I thought of that but didn't mention it in my post. My rationale was that studio/stadium lighting is purpose built and inherently fairly large due to the optics. Because of that, higher efficiency wouldn't necessarily give a size advantage. Let's consider a 100,000 lumen stadium light, for example. At 90% efficient (~300 lm/W) it uses 333 watts and produces 33 watts of waste heat. The size of even a passive heat sink in this case doesn't really represent a design constraint given the size of the needed reflector. Don't get me wrong, I'm all for efficiency increase. I just don't feel once we reach about 90% that we should expand vast sums to gain that last 10% more quickly, but rather just let gradual process improvements get us there instead. There is indeed something inherently cool (no pun intended) about near 100% efficient lighting. You could have a 10,000 lumen flamethrower (take that you incandescent guys  ) in a keychain lamp if your battery could handle the load (you would still need about 30 watts to power it even at 100% efficiency, nothing can be done about that).



> After all, why should we stay with the output of a 100W incandescent as "room lighting"? We do, in part to the heat buildup as well as power consumption. In the same manner that people will begin to discover that LED's give them many more color choices than they had before -- they also might start wanting much brighter light as a matter of course than they are used to, once they are no longer heat limited as we are with incans.


I agree wholeheartedly. Each time I've changed to more efficient lighting some of the extra efficiency was used to gain extra output. For a few years in the early 1980s I used 2 200W (~7800 lumens total) incandescents in my workroom. When I redid the room I switched to two shoplights, each with 2 4 foot T12 tubes (~10000 lumens). Power consumption was reduced to about 150W counting ballast losses but light output was increased. When I went to T8 shoplights a few years ago power output actually increased (I put in a third shoplight) to about 190W but lumen output rose dramatically (~17000 lumens). I could imagine with 300 lm/W LEDs I might aim for 150W power usage. This would give me 45000 lumens. The room is 77 square feet, BTW, so with 45000 lumens it would be extremely bright.
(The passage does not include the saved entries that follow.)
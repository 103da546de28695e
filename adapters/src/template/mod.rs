//! Transformation engine
//!
//! ```text
//!                render (bank module + helpers)
//!   BoletoRequest ─────────────────────────────▶ wire payload
//!
//!                capture (pattern)          map (ApiMapping)
//!   bank body ─────────────────▶ Captures ─────────────────▶ BoletoResponse
//! ```
//!
//! Capturing only extracts the named fields from whatever shape the bank
//! answered with. Deciding between error and success happens afterwards, on
//! the flat captures, so the same mapping serves every response route.

pub mod helpers;
pub mod pattern;

use crate::transport::RawResponse;
use crate::{Error, Result};
use boleto_core::issuer::fmt_digitable_line;
use boleto_core::{BoletoResponse, ErrorResponse};
use pattern::{capture_json, capture_xml, parse_pattern, Captures};
use tracing::warn;

/// Bank error code
pub const ERROR_CODE: &str = "errorCode";
/// Bank error message
pub const MESSAGE_ERROR: &str = "messageError";
/// Extra error details
pub const MESSAGE_DETAILS: &str = "messageDetails";
/// 44 digit barcode
pub const BAR_CODE_NUMBER: &str = "barCodeNumber";
/// Digitable line
pub const DIGITABLE_LINE: &str = "digitableLine";
/// Bank document identifier
pub const OUR_NUMBER: &str = "ourNumber";

/// Shape of one bank response route
#[derive(Debug, Clone, Copy)]
pub enum ResponsePattern {
    /// JSON pattern with `{{field}}` leaves
    Json(&'static str),
    /// XML element local names and the field each one fills
    Xml(&'static [(&'static str, &'static str)]),
}

impl ResponsePattern {
    /// Extract the pattern fields from `body`
    pub fn capture(&self, body: &str) -> Result<Captures> {
        match self {
            ResponsePattern::Json(pattern) => {
                let pattern = parse_pattern(pattern)?;
                let body: serde_json::Value = serde_json::from_str(body)?;
                let mut captures = Captures::new();
                capture_json(&pattern, &body, &mut captures);
                Ok(captures)
            }
            ResponsePattern::Xml(fields) => capture_xml(fields, body),
        }
    }
}

/// How captures become a canonical response for one bank
#[derive(Debug, Clone, Copy, PartialEq, Eq)]
pub struct ApiMapping {
    /// Message values that are replaced by the error code
    pub code_as_message: &'static [&'static str],
    /// Append `: details` to the message when details were captured
    pub join_details: bool,
    /// Left-pad the our number with zeros to this width
    pub our_number_width: Option<usize>,
}

impl Default for ApiMapping {
    fn default() -> Self {
        Self {
            code_as_message: &["{}"],
            join_details: false,
            our_number_width: None,
        }
    }
}

fn captured<'a>(captures: &'a Captures, field: &str) -> &'a str {
    captures.get(field).map(|value| value.trim()).unwrap_or("")
}

impl ApiMapping {
    /// Capture `raw` with `pattern` and map the result.
    ///
    /// Bodies the pattern cannot read are reported as unparseable.
    pub fn parse(
        &self,
        bank: &str,
        raw: &RawResponse,
        pattern: &ResponsePattern,
    ) -> Result<BoletoResponse> {
        let captures = pattern.capture(&raw.body).map_err(|e| {
            warn!(bank = bank, status = raw.status, error = %e, "Bank body does not match pattern");
            unparseable(bank, raw)
        })?;

        self.to_response(bank, raw.status, &captures, &raw.body)
    }

    /// Canonical response from flat captures
    pub fn to_response(
        &self,
        bank: &str,
        status: u16,
        captures: &Captures,
        raw_body: &str,
    ) -> Result<BoletoResponse> {
        let code = captured(captures, ERROR_CODE);
        let message = captured(captures, MESSAGE_ERROR);

        if !code.is_empty() || !message.is_empty() {
            let message = self.message(code, message, captured(captures, MESSAGE_DETAILS));
            return Ok(
                BoletoResponse::failure(vec![ErrorResponse::new(code, message)])
                    .with_status_code(status),
            );
        }

        let bar_code = captured(captures, BAR_CODE_NUMBER);
        let line = captured(captures, DIGITABLE_LINE);
        let our_number = captured(captures, OUR_NUMBER);

        if bar_code.is_empty() && line.is_empty() && !captures.contains_key(OUR_NUMBER) {
            return Err(Error::UnparseableResponse {
                bank: bank.to_string(),
                status,
                body: raw_body.to_string(),
            });
        }

        let our_number = match self.our_number_width {
            Some(width) => helpers::pad_left(our_number, '0', width),
            None => our_number.to_string(),
        };

        Ok(
            BoletoResponse::success(bar_code, fmt_digitable_line(line), our_number)
                .with_status_code(status),
        )
    }

    fn message(&self, code: &str, message: &str, details: &str) -> String {
        if self.code_as_message.contains(&message) {
            return code.to_string();
        }
        if self.join_details && !details.is_empty() && details != "{}" {
            return format!("{} : {}", message, details);
        }
        message.to_string()
    }
}

fn unparseable(bank: &str, raw: &RawResponse) -> Error {
    Error::UnparseableResponse {
        bank: bank.to_string(),
        status: raw.status,
        body: raw.body.clone(),
    }
}

#[cfg(test)]
mod tests {
    use super::*;

    const JP: ApiMapping = ApiMapping {
        code_as_message: &["{}", "Error"],
        join_details: true,
        our_number_width: Some(12),
    };

    fn captures(pairs: &[(&str, &str)]) -> Captures {
        pairs
            .iter()
            .map(|(k, v)| (k.to_string(), v.to_string()))
            .collect()
    }

    fn raw(status: u16, body: &str) -> RawResponse {
        RawResponse {
            status,
            content_type: "application/json".to_string(),
            body: body.to_string(),
        }
    }

    #[test]
    fn test_success_is_trimmed_padded_and_grouped() {
        let response = JP
            .to_response(
                "JPMorgan",
                200,
                &captures(&[
                    (BAR_CODE_NUMBER, " 37691877200000002000098000600016400000504858 "),
                    (DIGITABLE_LINE, "37690098080060001640600005048582187720000000200"),
                    (OUR_NUMBER, "123456"),
                ]),
                "",
            )
            .unwrap();

        assert!(!response.has_errors());
        assert_eq!(response.bar_code_number(), "37691877200000002000098000600016400000504858");
        assert_eq!(
            response.digitable_line(),
            "37690.09808 00600.016406 00005.048582 1 87720000000200"
        );
        assert_eq!(response.our_number(), "000000123456");
        assert_eq!(response.status_code(), 200);
    }

    #[test]
    fn test_error_message_rules() {
        let error = |pairs: &[(&str, &str)]| {
            JP.to_response("JPMorgan", 500, &captures(pairs), "")
                .unwrap()
                .first_error()
                .cloned()
                .unwrap()
        };

        let e = error(&[(ERROR_CODE, "Signature Verification Failure "), (MESSAGE_ERROR, "Error")]);
        assert_eq!(e.code, "Signature Verification Failure");
        assert_eq!(e.message, "Signature Verification Failure");

        let e = error(&[(ERROR_CODE, "BOL-144"), (MESSAGE_ERROR, "Boleto já Existente"), (MESSAGE_DETAILS, "{boletoBarCode:1}")]);
        assert_eq!(e.message, "Boleto já Existente : {boletoBarCode:1}");

        let e = error(&[(ERROR_CODE, "BOL-144"), (MESSAGE_ERROR, "Boleto já Existente"), (MESSAGE_DETAILS, "{}")]);
        assert_eq!(e.message, "Boleto já Existente");

        let e = error(&[(ERROR_CODE, "GCA-010"), (MESSAGE_ERROR, "The account was not found.")]);
        assert_eq!(e.message, "The account was not found.");
    }

    #[test]
    fn test_default_mapping_keeps_error_text() {
        let mapping = ApiMapping::default();
        let response = mapping
            .to_response(
                "Stone",
                400,
                &captures(&[(ERROR_CODE, "srn:error:validation"), (MESSAGE_ERROR, "Error"), (MESSAGE_DETAILS, "x")]),
                "",
            )
            .unwrap();
        assert_eq!(response.first_error().unwrap().message, "Error");

        let response = mapping
            .to_response("Stone", 401, &captures(&[(ERROR_CODE, "srn:error:unauthenticated"), (MESSAGE_ERROR, "{}")]), "")
            .unwrap();
        assert_eq!(response.first_error().unwrap().message, "srn:error:unauthenticated");
    }

    #[test]
    fn test_neither_shape_is_unparseable() {
        let err = JP
            .to_response("JPMorgan", 200, &captures(&[]), "{\"weird\":1}")
            .unwrap_err();
        assert!(matches!(err, Error::UnparseableResponse { status: 200, .. }));
    }

    #[test]
    fn test_parse_non_json_body_is_unparseable() {
        let pattern = ResponsePattern::Json(r#"{"barcode": "{{barCodeNumber}}"}"#);
        let err = ApiMapping::default()
            .parse("Stone", &raw(502, "<html>bad gateway</html>"), &pattern)
            .unwrap_err();
        assert!(matches!(err, Error::UnparseableResponse { status: 502, .. }));
    }

    #[test]
    fn test_empty_our_number_still_maps_to_success() {
        let pattern = ResponsePattern::Json(
            r#"{"barcode": "{{barCodeNumber}}", "our_number": "{{ourNumber}}", "writable_line": "{{digitableLine}}"}"#,
        );
        let response = ApiMapping::default()
            .parse("Stone", &raw(201, r#"{"barcode": "", "our_number": "", "writable_line": ""}"#), &pattern)
            .unwrap();
        assert!(!response.has_errors());
        assert_eq!(response.our_number(), "");
    }
}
I've often thought that, among other things, LEDs might make lighting rooms to levels of up to 10% of full sunlight practical. For example, a 150 square foot room at 10,000 lux (~10% of solar maximum) would require about 140,000 lumens. At 300 lm/W this requires roughly 465 watts plus driver losses, perhaps 500 watts total. Given that many people already use chandeliers with that much wattage, this isn't an onerous requirement. And since most of the time you wouldn't want the room that bright, you could dim the LEDs for a considerable power savings. Even lighting to 1000 lux, which is typical of a brightly lit office, would only require about 50 watts. No more need for people's homes to be dimly lit like caves just to save energy.


----------



## 2xTrinity (Jul 17, 2007)

> I've often thought that, among other things, LEDs might make lighting rooms to levels of up to 10% of full sunlight practical. For example, a 150 square foot room at 10,000 lux (~10% of solar maximum) would require about 140,000 lumens. At 300 lm/W this requires roughly 465 watts plus driver losses, perhaps 500 watts total. Given that many people already use chandeliers with that much wattage, this isn't an onerous requirement. And since most of the time you wouldn't want the room that bright, you could dim the LEDs for a considerable power savings. Even lighting to 1000 lux, which is typical of a brightly lit office, would only require about 50 watts. No more need for people's homes to be dimly lit like caves just to save energy.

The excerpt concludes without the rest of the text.